» DATA TO USE:
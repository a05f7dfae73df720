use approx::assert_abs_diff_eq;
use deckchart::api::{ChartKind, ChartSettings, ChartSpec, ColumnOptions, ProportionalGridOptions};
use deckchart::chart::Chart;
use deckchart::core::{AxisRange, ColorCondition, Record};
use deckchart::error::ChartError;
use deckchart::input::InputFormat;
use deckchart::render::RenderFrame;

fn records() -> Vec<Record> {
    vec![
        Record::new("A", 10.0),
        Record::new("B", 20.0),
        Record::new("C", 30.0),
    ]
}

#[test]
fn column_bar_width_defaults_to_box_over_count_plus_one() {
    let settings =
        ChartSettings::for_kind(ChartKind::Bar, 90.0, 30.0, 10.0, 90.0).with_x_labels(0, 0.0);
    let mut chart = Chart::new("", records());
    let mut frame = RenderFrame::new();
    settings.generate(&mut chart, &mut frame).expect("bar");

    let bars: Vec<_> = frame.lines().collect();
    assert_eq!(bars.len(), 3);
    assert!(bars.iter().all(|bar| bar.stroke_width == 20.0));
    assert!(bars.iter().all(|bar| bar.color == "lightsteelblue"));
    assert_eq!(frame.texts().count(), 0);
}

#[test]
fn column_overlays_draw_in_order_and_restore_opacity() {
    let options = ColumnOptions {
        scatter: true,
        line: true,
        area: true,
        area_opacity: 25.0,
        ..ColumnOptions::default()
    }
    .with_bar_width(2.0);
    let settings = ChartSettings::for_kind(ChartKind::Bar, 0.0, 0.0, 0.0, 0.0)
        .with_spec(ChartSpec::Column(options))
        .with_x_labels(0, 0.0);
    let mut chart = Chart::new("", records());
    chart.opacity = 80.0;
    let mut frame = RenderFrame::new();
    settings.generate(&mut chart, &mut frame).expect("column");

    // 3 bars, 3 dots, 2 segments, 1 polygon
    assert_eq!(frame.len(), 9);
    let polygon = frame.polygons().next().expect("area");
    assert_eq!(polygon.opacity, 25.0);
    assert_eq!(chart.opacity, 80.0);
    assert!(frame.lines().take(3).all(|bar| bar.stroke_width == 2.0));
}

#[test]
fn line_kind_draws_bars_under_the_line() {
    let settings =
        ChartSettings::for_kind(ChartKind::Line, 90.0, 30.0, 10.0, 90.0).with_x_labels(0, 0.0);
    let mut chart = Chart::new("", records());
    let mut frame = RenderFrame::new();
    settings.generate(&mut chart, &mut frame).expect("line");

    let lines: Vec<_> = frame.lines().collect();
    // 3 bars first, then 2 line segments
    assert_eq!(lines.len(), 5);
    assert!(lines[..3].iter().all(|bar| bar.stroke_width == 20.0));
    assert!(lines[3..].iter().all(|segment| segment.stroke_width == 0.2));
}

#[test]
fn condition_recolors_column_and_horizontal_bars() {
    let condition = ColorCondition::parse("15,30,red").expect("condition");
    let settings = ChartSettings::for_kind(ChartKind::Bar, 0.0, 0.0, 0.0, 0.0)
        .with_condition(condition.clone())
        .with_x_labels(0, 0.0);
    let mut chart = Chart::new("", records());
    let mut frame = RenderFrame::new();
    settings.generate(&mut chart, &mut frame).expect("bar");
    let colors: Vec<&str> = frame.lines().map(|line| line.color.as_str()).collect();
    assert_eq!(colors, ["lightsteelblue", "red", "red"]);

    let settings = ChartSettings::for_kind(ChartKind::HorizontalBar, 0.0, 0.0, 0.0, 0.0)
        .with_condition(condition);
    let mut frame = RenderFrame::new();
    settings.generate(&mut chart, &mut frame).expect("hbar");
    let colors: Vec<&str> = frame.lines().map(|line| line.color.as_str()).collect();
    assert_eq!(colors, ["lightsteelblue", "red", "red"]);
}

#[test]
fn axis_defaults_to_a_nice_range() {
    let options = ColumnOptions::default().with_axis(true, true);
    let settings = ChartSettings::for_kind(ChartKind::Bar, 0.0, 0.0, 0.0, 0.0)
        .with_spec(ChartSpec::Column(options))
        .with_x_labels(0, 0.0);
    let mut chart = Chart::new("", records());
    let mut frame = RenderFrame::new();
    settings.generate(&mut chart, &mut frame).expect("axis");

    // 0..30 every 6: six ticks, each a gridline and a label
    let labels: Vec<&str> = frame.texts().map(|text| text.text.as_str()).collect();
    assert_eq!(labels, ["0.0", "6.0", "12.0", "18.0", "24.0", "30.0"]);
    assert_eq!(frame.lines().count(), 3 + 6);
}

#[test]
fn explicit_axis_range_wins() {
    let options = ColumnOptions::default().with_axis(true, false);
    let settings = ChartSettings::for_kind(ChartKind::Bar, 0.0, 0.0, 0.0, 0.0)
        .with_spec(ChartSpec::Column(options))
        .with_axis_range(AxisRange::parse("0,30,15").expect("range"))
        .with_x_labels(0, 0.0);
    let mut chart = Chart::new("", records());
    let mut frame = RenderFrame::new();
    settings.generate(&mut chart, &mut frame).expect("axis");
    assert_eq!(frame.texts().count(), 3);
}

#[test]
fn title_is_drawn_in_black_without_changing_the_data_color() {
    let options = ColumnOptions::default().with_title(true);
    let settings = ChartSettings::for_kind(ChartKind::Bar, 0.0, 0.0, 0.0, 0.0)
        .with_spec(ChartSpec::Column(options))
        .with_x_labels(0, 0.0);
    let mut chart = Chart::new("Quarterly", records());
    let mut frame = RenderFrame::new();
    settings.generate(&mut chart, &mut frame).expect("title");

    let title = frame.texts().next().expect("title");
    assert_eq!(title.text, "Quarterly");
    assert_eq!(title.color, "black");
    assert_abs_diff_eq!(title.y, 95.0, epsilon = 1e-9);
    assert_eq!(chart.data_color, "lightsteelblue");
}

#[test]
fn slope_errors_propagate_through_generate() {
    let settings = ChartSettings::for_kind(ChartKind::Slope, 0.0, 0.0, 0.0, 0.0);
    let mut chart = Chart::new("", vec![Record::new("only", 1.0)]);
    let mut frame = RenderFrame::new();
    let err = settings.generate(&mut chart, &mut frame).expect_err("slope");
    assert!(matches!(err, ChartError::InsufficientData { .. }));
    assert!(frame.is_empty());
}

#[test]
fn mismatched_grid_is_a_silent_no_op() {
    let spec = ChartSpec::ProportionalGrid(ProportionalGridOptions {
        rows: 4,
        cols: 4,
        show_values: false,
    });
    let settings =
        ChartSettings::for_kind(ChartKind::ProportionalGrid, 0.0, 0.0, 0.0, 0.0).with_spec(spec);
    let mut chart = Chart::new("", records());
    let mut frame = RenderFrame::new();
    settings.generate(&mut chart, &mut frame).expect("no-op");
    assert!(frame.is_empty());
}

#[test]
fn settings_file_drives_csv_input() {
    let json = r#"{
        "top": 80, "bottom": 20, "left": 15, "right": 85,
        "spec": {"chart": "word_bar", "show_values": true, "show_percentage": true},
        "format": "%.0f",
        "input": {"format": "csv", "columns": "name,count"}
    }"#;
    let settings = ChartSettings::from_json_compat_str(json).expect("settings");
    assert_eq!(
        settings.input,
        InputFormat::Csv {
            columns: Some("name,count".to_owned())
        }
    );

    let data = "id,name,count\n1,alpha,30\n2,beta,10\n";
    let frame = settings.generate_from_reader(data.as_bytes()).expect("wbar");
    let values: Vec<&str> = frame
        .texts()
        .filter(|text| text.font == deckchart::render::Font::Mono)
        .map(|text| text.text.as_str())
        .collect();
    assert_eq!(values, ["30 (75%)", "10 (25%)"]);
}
---
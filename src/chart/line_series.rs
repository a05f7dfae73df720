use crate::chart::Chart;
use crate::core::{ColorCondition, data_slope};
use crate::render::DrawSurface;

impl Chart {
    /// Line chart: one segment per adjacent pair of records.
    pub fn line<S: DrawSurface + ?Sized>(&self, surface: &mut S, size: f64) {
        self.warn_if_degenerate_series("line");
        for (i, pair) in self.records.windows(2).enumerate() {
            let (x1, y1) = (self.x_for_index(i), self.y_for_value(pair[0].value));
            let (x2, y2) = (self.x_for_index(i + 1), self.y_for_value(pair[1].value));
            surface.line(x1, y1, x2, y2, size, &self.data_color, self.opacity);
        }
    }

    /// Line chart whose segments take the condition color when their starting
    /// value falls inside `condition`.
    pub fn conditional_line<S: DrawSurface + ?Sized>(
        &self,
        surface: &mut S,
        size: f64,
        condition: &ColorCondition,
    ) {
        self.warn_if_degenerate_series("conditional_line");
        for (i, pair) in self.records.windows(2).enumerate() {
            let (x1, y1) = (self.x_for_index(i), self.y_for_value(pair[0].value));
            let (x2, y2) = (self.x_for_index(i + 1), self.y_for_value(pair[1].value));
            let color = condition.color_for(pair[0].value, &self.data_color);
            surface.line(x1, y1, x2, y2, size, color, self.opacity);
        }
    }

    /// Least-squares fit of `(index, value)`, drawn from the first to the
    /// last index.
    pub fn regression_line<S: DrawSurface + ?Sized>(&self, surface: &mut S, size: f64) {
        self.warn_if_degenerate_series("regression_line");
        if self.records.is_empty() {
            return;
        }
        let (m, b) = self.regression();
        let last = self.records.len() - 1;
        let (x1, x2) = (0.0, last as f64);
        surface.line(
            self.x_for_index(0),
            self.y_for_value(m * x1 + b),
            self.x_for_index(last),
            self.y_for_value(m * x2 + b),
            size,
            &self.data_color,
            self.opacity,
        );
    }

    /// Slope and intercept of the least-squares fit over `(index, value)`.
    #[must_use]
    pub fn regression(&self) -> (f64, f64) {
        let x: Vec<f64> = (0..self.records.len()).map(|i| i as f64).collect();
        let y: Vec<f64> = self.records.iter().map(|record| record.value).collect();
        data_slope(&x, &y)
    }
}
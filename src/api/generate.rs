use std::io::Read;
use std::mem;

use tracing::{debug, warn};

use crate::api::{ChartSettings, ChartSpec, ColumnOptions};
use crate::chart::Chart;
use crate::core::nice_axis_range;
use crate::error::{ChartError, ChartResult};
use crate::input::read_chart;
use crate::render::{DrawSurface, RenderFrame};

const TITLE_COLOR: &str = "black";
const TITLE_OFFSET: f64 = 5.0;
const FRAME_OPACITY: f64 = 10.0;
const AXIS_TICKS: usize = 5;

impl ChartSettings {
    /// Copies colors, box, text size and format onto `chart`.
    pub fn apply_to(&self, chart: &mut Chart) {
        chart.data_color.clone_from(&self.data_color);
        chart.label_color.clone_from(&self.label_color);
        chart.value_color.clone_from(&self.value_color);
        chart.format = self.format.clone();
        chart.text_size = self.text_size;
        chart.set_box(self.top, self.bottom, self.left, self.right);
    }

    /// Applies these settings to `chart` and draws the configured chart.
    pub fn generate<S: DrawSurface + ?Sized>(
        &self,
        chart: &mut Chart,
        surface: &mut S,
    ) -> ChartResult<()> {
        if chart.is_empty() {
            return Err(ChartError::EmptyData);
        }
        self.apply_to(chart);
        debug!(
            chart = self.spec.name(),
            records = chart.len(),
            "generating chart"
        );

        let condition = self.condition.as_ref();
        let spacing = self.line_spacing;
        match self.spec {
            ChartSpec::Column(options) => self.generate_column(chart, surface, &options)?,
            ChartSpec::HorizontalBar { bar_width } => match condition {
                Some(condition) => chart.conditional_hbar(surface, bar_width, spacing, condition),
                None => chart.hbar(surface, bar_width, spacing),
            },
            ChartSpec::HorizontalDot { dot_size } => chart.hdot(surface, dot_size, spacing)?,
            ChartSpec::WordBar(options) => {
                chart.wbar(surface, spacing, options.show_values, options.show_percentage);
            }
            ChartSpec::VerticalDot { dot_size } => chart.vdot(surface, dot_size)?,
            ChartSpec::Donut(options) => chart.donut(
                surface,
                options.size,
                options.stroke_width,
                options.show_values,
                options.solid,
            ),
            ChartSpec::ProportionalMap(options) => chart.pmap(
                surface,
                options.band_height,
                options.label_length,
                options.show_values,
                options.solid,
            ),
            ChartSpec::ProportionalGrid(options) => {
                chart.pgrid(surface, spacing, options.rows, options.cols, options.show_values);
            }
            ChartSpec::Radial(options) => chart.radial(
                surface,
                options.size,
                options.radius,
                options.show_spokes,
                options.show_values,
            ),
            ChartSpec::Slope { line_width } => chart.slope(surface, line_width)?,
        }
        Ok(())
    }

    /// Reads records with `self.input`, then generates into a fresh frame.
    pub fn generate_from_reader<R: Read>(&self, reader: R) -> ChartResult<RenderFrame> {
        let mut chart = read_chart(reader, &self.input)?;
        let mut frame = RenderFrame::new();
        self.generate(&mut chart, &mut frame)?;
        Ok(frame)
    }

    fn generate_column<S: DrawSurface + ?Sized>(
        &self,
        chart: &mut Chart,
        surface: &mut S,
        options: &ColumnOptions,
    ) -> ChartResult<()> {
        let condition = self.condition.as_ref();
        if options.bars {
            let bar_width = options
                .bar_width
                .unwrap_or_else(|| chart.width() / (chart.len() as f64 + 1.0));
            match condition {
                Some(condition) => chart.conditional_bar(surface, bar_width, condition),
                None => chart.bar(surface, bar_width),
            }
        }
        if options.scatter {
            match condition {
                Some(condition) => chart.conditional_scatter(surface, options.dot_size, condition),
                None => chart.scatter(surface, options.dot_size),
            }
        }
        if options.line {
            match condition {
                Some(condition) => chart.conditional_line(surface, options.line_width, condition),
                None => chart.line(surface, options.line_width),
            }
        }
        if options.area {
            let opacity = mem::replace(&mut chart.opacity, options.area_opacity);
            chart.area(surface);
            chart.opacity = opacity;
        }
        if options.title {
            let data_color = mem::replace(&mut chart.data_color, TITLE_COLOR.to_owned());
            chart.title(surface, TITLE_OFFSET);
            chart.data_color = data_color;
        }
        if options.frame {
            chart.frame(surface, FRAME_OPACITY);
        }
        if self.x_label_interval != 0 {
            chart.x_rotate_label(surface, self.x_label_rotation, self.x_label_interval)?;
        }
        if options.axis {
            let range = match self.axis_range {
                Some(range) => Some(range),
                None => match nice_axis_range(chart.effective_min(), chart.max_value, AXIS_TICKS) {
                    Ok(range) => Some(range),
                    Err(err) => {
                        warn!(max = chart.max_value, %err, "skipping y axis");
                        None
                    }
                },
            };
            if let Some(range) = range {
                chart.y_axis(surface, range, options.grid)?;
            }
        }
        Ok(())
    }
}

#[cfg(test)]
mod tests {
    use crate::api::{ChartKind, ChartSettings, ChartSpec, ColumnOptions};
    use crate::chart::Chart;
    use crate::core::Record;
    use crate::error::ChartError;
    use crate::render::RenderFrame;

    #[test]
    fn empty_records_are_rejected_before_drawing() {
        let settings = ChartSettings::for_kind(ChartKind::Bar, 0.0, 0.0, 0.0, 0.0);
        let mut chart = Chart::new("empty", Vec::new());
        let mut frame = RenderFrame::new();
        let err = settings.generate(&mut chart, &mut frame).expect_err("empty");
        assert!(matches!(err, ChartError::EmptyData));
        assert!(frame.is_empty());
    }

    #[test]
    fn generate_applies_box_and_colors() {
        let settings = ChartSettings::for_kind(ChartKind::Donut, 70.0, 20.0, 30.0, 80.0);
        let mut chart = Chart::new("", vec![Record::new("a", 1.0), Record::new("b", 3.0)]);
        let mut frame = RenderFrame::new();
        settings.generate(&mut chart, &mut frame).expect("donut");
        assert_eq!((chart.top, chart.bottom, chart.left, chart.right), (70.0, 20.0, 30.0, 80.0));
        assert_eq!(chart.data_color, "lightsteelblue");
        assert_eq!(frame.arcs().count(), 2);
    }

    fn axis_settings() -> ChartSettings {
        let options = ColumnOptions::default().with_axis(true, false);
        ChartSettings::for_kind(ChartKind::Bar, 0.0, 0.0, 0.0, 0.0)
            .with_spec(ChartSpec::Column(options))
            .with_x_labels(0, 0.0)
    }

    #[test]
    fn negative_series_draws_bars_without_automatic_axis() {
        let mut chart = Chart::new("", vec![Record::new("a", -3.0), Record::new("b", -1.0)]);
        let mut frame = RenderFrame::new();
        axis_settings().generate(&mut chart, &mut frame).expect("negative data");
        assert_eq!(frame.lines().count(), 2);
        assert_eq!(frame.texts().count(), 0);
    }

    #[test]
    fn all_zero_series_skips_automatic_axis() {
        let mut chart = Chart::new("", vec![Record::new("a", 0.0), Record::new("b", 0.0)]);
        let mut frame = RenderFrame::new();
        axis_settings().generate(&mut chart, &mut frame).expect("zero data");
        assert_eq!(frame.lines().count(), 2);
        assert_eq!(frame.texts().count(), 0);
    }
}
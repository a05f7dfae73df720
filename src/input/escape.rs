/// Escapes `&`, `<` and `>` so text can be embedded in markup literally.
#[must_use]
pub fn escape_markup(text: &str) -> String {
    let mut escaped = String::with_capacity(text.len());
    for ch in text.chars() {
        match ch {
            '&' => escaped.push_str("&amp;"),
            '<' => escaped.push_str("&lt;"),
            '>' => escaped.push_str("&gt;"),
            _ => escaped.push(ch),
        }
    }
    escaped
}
* * *
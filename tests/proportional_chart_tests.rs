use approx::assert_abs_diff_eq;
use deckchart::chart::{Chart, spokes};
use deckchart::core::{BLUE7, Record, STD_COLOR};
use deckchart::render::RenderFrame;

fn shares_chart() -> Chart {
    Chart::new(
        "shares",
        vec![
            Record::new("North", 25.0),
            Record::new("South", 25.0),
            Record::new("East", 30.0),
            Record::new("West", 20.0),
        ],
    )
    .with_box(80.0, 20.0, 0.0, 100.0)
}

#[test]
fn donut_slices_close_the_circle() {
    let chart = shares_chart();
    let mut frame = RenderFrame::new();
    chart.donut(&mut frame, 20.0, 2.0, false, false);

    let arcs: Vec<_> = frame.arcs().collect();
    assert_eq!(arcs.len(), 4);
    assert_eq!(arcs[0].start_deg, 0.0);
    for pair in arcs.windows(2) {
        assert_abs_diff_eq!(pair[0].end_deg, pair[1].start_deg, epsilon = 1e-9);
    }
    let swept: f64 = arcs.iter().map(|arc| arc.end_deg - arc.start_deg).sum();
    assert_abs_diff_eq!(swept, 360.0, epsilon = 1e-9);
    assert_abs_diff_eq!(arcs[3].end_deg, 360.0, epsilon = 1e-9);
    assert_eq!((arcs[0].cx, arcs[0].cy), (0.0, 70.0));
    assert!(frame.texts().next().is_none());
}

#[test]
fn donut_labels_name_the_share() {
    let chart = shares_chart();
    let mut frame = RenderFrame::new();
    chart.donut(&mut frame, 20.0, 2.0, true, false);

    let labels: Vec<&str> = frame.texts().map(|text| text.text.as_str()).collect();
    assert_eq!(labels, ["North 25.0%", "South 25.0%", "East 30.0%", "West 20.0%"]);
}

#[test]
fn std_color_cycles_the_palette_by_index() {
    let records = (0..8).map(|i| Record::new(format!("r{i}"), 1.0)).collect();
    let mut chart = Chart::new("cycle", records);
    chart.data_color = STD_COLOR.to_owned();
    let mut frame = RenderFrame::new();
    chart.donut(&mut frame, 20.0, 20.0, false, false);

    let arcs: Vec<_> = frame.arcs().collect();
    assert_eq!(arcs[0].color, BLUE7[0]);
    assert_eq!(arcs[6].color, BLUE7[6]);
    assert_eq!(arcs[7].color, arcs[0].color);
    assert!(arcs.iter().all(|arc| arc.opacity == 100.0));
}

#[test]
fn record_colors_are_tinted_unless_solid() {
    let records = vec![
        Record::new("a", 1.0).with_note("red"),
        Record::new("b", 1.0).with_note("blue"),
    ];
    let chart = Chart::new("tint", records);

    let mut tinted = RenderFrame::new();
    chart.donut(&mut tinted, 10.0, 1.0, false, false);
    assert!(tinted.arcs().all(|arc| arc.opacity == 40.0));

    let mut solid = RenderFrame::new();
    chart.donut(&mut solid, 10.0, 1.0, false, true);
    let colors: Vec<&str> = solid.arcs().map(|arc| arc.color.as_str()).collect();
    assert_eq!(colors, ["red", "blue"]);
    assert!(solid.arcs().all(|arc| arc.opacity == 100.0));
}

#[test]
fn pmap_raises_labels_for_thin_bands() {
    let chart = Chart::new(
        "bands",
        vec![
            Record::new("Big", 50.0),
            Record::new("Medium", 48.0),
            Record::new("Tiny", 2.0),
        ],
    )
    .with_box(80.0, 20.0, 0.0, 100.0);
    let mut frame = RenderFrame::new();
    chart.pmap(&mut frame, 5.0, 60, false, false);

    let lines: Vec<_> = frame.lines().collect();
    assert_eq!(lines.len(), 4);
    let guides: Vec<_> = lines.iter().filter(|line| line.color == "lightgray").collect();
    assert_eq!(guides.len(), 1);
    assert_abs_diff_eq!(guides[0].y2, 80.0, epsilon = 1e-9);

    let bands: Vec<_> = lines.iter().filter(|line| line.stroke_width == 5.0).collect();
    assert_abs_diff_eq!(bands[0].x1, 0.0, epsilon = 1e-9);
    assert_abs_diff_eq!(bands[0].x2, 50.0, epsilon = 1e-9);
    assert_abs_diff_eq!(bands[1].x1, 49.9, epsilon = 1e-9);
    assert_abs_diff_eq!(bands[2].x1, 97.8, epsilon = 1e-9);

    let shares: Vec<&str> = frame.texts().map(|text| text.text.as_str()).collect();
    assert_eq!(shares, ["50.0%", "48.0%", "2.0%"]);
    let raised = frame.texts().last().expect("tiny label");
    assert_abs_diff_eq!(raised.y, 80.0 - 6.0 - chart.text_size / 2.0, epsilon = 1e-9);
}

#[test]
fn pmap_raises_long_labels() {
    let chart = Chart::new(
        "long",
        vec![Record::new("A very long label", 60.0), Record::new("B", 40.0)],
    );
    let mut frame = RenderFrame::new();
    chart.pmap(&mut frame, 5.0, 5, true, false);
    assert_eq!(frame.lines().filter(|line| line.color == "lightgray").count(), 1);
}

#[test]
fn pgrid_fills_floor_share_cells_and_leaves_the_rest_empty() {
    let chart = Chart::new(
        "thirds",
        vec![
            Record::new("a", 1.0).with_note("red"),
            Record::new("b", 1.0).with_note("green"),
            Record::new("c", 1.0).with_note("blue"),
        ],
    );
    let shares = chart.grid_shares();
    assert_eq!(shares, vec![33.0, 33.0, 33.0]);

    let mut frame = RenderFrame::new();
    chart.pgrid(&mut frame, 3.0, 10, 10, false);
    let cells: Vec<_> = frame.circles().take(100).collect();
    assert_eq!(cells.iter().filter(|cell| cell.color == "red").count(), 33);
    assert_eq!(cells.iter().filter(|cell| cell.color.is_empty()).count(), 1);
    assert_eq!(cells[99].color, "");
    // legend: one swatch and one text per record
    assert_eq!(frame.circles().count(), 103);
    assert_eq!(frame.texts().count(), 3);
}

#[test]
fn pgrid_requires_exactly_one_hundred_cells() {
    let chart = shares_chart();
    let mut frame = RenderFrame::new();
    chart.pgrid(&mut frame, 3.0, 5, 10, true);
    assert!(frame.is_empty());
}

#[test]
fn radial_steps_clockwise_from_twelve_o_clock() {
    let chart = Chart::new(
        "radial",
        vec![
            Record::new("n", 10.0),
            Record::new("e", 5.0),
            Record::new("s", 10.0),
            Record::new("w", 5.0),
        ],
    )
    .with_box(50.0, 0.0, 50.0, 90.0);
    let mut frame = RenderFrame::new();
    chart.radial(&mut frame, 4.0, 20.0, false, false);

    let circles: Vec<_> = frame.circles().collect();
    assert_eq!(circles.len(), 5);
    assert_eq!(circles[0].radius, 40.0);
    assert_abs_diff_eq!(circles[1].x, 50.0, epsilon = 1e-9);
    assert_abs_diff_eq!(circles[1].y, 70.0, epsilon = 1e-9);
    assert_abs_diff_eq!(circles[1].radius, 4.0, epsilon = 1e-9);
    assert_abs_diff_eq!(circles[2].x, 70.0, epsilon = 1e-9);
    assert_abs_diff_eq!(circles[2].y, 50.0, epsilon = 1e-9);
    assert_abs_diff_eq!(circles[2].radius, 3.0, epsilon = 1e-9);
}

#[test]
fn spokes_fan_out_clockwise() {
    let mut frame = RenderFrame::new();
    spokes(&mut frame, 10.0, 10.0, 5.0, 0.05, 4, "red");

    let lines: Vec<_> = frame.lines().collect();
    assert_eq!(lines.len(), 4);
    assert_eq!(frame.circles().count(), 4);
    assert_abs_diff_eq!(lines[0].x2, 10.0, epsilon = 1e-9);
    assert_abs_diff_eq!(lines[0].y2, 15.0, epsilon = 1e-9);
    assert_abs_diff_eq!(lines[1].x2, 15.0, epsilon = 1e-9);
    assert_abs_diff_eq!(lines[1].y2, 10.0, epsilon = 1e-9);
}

» GOAL OF THE EXERCISE: For the material above, reproduce exactly the lines from the line with "chart.label_color.clone_from(&self.label_color);" to the line with "the configured chart.", inclusive, and exclude all others.

» RESULT BELOW:
        chart.label_color.clone_from(&self.label_color);
        chart.value_color.clone_from(&self.value_color);
        chart.format = self.format.clone();
        chart.text_size = self.text_size;
        chart.set_box(self.top, self.bottom, self.left, self.right);
    }

    /// Applies these settings to `chart` and draws the configured chart.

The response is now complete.